Una de las leyendas recurrentes en los cuentos sobre la vida de los artistas se centra en la figura del joven o del niño, sin educación alguna pero con un talento artístico innato que un mecenas descubre por casualidad mientras el joven dibuja en lo que puede con lo que encuentra, y promueve cambiándole la vida.
En el caso del pintor norteamericano Preston Dickinson, la leyenda es una historia real. Siendo un adolescente que trabajaba para mantener a su madre y sus hermanos, que vivían en el Bronx, en un despacho de arquitectos, uno de los patronos del despacho descubrió los dibujos que el joven realizaba en sus horas muertas, pagándole de inmediato estudios en París, donde Dickinson vio por vez primera cuadros de Cézanne, Gris y los cubistas de la escuela de París, cuyo estilo le marcarían.

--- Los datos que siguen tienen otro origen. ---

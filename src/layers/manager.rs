use crate::layers::base::{LayerId, LayerTrait};
use crate::prelude::HashMap;

/// Tracks which layers are attached to the viewport and their stacking order.
///
/// Layer objects are owned by their components (tile layers by `MapCore`,
/// marker groups by `MarkerLayer`, overlays by their hooks); the manager only
/// records attachment, mirroring a map's "has layer" bookkeeping.
#[derive(Debug, Default)]
pub struct LayerManager {
    z_indices: HashMap<LayerId, i32>,
    /// Attached layer ids sorted by z-index, ties in attach order
    render_order: Vec<LayerId>,
}

impl LayerManager {
    pub fn new() -> Self {
        Self::default()
    }

    /// Attaches a layer in its pane; returns false if it was already attached
    pub fn attach(&mut self, id: LayerId) -> bool {
        let z_index = id.pane().z_index();
        self.attach_with_z_index(id, z_index)
    }

    /// Attaches a layer object using its own z-index
    pub fn attach_layer(&mut self, layer: &dyn LayerTrait) -> bool {
        self.attach_with_z_index(layer.id().clone(), layer.z_index())
    }

    fn attach_with_z_index(&mut self, id: LayerId, z_index: i32) -> bool {
        if self.z_indices.contains_key(&id) {
            return false;
        }
        self.z_indices.insert(id.clone(), z_index);

        // Insert in sorted order by z-index
        let insert_pos = self
            .render_order
            .iter()
            .position(|other| {
                self.z_indices
                    .get(other)
                    .map(|z| *z > z_index)
                    .unwrap_or(false)
            })
            .unwrap_or(self.render_order.len());
        self.render_order.insert(insert_pos, id);
        true
    }

    /// Detaches a layer; returns false if it was not attached
    pub fn detach(&mut self, id: &LayerId) -> bool {
        if self.z_indices.remove(id).is_none() {
            return false;
        }
        self.render_order.retain(|other| other != id);
        true
    }

    pub fn is_attached(&self, id: &LayerId) -> bool {
        self.z_indices.contains_key(id)
    }

    /// Detaches every layer, returning what was attached
    pub fn clear(&mut self) -> Vec<LayerId> {
        self.z_indices.clear();
        std::mem::take(&mut self.render_order)
    }

    /// Attached layers, bottom to top
    pub fn layers(&self) -> &[LayerId] {
        &self.render_order
    }

    pub fn len(&self) -> usize {
        self.render_order.len()
    }

    pub fn is_empty(&self) -> bool {
        self.render_order.is_empty()
    }
}

#[cfg(test)]
mod tests {
    use super::*;

    #[test]
    fn test_render_order_follows_panes() {
        let mut layers = LayerManager::new();
        layers.attach(LayerId::Labels);
        layers.attach(LayerId::SubregionGroup("a".into()));
        layers.attach(LayerId::BaseTiles);
        layers.attach(LayerId::Links);

        assert_eq!(
            layers.layers(),
            &[
                LayerId::BaseTiles,
                LayerId::SubregionGroup("a".into()),
                LayerId::Links,
                LayerId::Labels,
            ]
        );
    }

    #[test]
    fn test_attach_is_idempotent() {
        let mut layers = LayerManager::new();
        assert!(layers.attach(LayerId::BaseTiles));
        assert!(!layers.attach(LayerId::BaseTiles));
        assert_eq!(layers.len(), 1);

        assert!(layers.detach(&LayerId::BaseTiles));
        assert!(!layers.detach(&LayerId::BaseTiles));
    }

    #[test]
    fn test_clear_returns_everything() {
        let mut layers = LayerManager::new();
        layers.attach(LayerId::BaseTiles);
        layers.attach(LayerId::Boundary("x".into()));
        let removed = layers.clear();
        assert_eq!(removed.len(), 2);
        assert!(layers.is_empty());
    }
}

Los temas, sin embargo, fueron propiamente norteamericanos. Dickinson retrato la industrialización de los Estados Unidos, y los estragos o, mejor dicho, la tristeza que empañaba la súbita conversión de una sociedad agraria y rural, proyectada en el mundo de las fábricas y las naves industriales, en ciudades donde la nieve era gris -ciudades casi siempre cubiertas de nieve y hollín.

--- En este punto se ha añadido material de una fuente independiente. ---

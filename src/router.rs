//! Turns channel and private messages into card replies.
//!
//! A message is checked for, in order:
//!
//! 1. an explicit command (`!card <name>`), which answers and stops;
//! 2. inline triggers (`[name]`), skipping ones that are really nicks or
//!    times;
//! 3. bare card names in the text, when auto-triggering is enabled.
//!
//! Every lookup is charged to the sender's flow-rate bucket first. The
//! router doesn't touch the network: it returns the lines to send.

use std::collections::HashSet;
use std::sync::Arc;

use chrono::NaiveTime;
use hearth_irc::Source;
use hearth_irc::casemap::fold_eq;
use regex::Regex;
use tracing::debug;

use crate::cards::{CardSet, Catalog, CatalogMap, fold_name};
use crate::config::Config;
use crate::flow_rate::{FlowRateLimiter, key_for};
use crate::matcher::{find_phrases, lookup};

/// Most alternatives offered in a "did you mean" reply or follow-up notice.
const MAX_SUGGESTIONS: usize = 3;

/// Who is where, as far as the connection knows.
pub trait Roster {
    /// The bot's current nick.
    fn own_nick(&self) -> String;
    /// Whether `nick` is currently in `channel`.
    fn is_member(&self, channel: &str, nick: &str) -> bool;
}

/// A line the router wants sent.
#[derive(Clone, Debug, PartialEq, Eq)]
pub enum Reply {
    Privmsg { target: String, text: String },
    Notice { target: String, text: String },
}

impl Reply {
    fn privmsg(target: &str, text: impl Into<String>) -> Self {
        Reply::Privmsg {
            target: target.to_string(),
            text: text.into(),
        }
    }

    fn notice(target: &str, text: impl Into<String>) -> Self {
        Reply::Notice {
            target: target.to_string(),
            text: text.into(),
        }
    }
}

/// Trigger and reply settings, resolved from the config.
#[derive(Clone, Debug)]
pub struct RouterSettings {
    /// Text that starts an explicit lookup, matched ignoring ASCII case.
    pub command_prefix: String,
    /// Longest query answered, in characters.
    pub max_query_length: usize,
    /// Most inline and auto-triggered lookups answered per message.
    pub max_matches_per_line: usize,
    /// Inline trigger; capture group 1 is the query.
    pub inline_pattern: Regex,
    /// Score at or above which a lookup is answered outright.
    pub high_confidence: f64,
    /// Score below which candidates aren't considered at all.
    pub min_match: f64,
    /// Minimum score for a bare card name in chat. `None` disables
    /// auto-triggering.
    pub auto_threshold: Option<f64>,
    /// Colour and bold card text with IRC control codes.
    pub control_codes: bool,
}

impl RouterSettings {
    pub fn from_config(config: &Config) -> Result<Self, regex::Error> {
        let cards = &config.cards;
        Ok(Self {
            command_prefix: cards.command_prefix.clone(),
            max_query_length: cards.max_query_length,
            max_matches_per_line: cards.max_matches_per_line,
            inline_pattern: Regex::new(&cards.inline_pattern)?,
            high_confidence: cards.high_confidence,
            min_match: cards.min_match,
            auto_threshold: config.auto_trigger.threshold(),
            control_codes: cards.control_codes,
        })
    }
}

/// Split a trailing ` N` variant selector off a query.
fn split_variant_index(query: &str) -> (&str, Option<usize>) {
    let query = query.trim();
    if let Some((head, tail)) = query.rsplit_once(' ') {
        let head = head.trim_end();
        if let Some(digit) = single_digit(tail).filter(|_| !head.is_empty()) {
            return (head, Some(digit));
        }
    }
    (query, None)
}

fn single_digit(s: &str) -> Option<usize> {
    let mut chars = s.chars();
    match (chars.next(), chars.next()) {
        (Some(c), None) => c.to_digit(10).map(|d| d as usize),
        _ => None,
    }
}

/// Bracketed times like `[12:34]` or `[9:05:10 PM]` are chat-log pastes.
fn looks_like_timestamp(s: &str) -> bool {
    const FORMATS: &[&str] = &["%H:%M:%S", "%H:%M", "%I:%M:%S %p", "%I:%M %p"];
    let s = s.trim();
    FORMATS
        .iter()
        .any(|f| NaiveTime::parse_from_str(s, f).is_ok())
}

/// Routes messages to card lookups.
pub struct Router {
    catalog: Arc<Catalog>,
    limiter: Arc<FlowRateLimiter>,
    settings: RouterSettings,
}

impl Router {
    pub fn new(
        catalog: Arc<Catalog>,
        limiter: Arc<FlowRateLimiter>,
        settings: RouterSettings,
    ) -> Self {
        Self {
            catalog,
            limiter,
            settings,
        }
    }

    /// Handle one PRIVMSG and return the replies to send.
    pub fn handle(
        &self,
        roster: &dyn Roster,
        source: &Source,
        target: &str,
        text: &str,
    ) -> Vec<Reply> {
        let mut out = Vec::new();
        let Some(sender) = source.nick() else {
            return out;
        };
        let own = roster.own_nick();
        if fold_eq(sender, &own) {
            return out;
        }

        let direct = fold_eq(target, &own);
        let reply_to = if direct { sender } else { target };
        let channel = (!direct).then_some(target);
        let key = key_for(source);
        let catalog = self.catalog.snapshot();

        if let Some(query) = self.command_query(text) {
            if query.is_empty() || query.chars().count() > self.settings.max_query_length {
                return out;
            }
            if self.limiter.allow(&key) {
                self.answer(&catalog, query, reply_to, sender, &mut out);
            }
            return out;
        }

        let mut budget = self.settings.max_matches_per_line;
        let mut seen = HashSet::new();
        let mut answered = HashSet::new();

        for caps in self.settings.inline_pattern.captures_iter(text) {
            if budget == 0 {
                break;
            }
            let Some(query) = caps.get(1).map(|m| m.as_str().trim()) else {
                continue;
            };
            if query.is_empty() || query.chars().count() > self.settings.max_query_length {
                continue;
            }
            if !seen.insert(fold_name(query)) {
                continue;
            }
            if self.is_false_positive(roster, channel, &own, query) {
                debug!(query, "Ignoring inline trigger that names a user or a time");
                continue;
            }
            if !self.limiter.allow(&key) {
                return out;
            }
            budget -= 1;
            if let Some(card) = self.answer(&catalog, query, reply_to, sender, &mut out) {
                answered.insert(card);
            }
        }

        let Some(threshold) = self.settings.auto_threshold else {
            return out;
        };
        for phrase in find_phrases(&catalog, text, threshold) {
            if budget == 0 {
                break;
            }
            if answered.contains(&phrase.candidate.key)
                || self.is_false_positive(roster, channel, &own, &phrase.phrase)
            {
                continue;
            }
            if !self.limiter.allow(&key) {
                return out;
            }
            budget -= 1;
            debug!(
                phrase = %phrase.phrase,
                card = %phrase.candidate.key,
                score = phrase.candidate.score,
                "Auto-triggered card"
            );
            if let Some(text) = self.card_text(&phrase.candidate.set, None) {
                out.push(Reply::privmsg(reply_to, text));
            }
            answered.insert(phrase.candidate.key);
        }
        out
    }

    /// The query after the command prefix, if `text` is a command.
    fn command_query<'t>(&self, text: &'t str) -> Option<&'t str> {
        let prefix = self.settings.command_prefix.as_str();
        let head = text.get(..prefix.len())?;
        head.eq_ignore_ascii_case(prefix)
            .then(|| text[prefix.len()..].trim())
    }

    fn is_false_positive(
        &self,
        roster: &dyn Roster,
        channel: Option<&str>,
        own: &str,
        text: &str,
    ) -> bool {
        fold_eq(text, own)
            || channel.is_some_and(|c| roster.is_member(c, text))
            || looks_like_timestamp(text)
    }

    /// Reply text for one print of `set`, noting its position when the set
    /// has several.
    fn card_text(&self, set: &CardSet, index: Option<usize>) -> Option<String> {
        let (position, card) = set.select(index)?;
        let mut text = card.full_text(self.settings.control_codes);
        if set.len() > 1 {
            text.push_str(&format!(" ({position} of {} in the set)", set.len()));
        }
        Some(text)
    }

    /// Look `raw_query` up and push the reply. Returns the catalog key of the
    /// card that was answered, if one was.
    fn answer(
        &self,
        catalog: &CatalogMap,
        raw_query: &str,
        reply_to: &str,
        sender: &str,
        out: &mut Vec<Reply>,
    ) -> Option<String> {
        let (query, index) = split_variant_index(raw_query);
        let result = lookup(catalog, query, self.settings.min_match);

        let Some(best) = result.best() else {
            out.push(Reply::privmsg(
                reply_to,
                format!("The card \"{query}\" was not found."),
            ));
            return None;
        };

        if best.score < self.settings.high_confidence {
            let names: Vec<&str> = result
                .iter()
                .take(MAX_SUGGESTIONS)
                .map(|c| c.set.name())
                .collect();
            out.push(Reply::privmsg(reply_to, did_you_mean(query, &names)));
            return None;
        }

        let text = self.card_text(&best.set, index)?;
        out.push(Reply::privmsg(reply_to, text));
        debug!(
            query,
            card = %best.key,
            score = best.score,
            substring = best.contains_query,
            "Answered card lookup"
        );

        if !best.is_exact() {
            let others: Vec<&str> = result
                .iter()
                .skip(1)
                .filter(|c| c.score >= self.settings.high_confidence)
                .take(MAX_SUGGESTIONS)
                .map(|c| c.set.name())
                .collect();
            if !others.is_empty() {
                out.push(Reply::notice(
                    sender,
                    format!("Other matches for \"{query}\": {}", others.join(", ")),
                ));
            }
        }
        Some(best.key.clone())
    }
}

fn did_you_mean(query: &str, names: &[&str]) -> String {
    match names {
        [] => format!("The card \"{query}\" was not found."),
        [only] => format!("The card \"{query}\" was not found. Did you mean {only}?"),
        [first, rest @ ..] => format!(
            "The card \"{query}\" was not found. Did you mean {first} (or {})?",
            rest.join(", ")
        ),
    }
}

El azar -otra vez el azar- unió a los Precisionistas -así se denominaban a los pintores que representaron, con la dedicación de un pintor de miniaturas medievales o de un pintor gótico, las industrias fabriles alrededor de las cuales se agrupaban casas o casuchas asaetadas por las altas chimeneas- con España. Dickinson emigró a España tras el crack bursátil esperando hallar un país con precios más moderados. A poco de llegar, halló la muerte por neumonía en la ciudad de Irún donde está enterrado.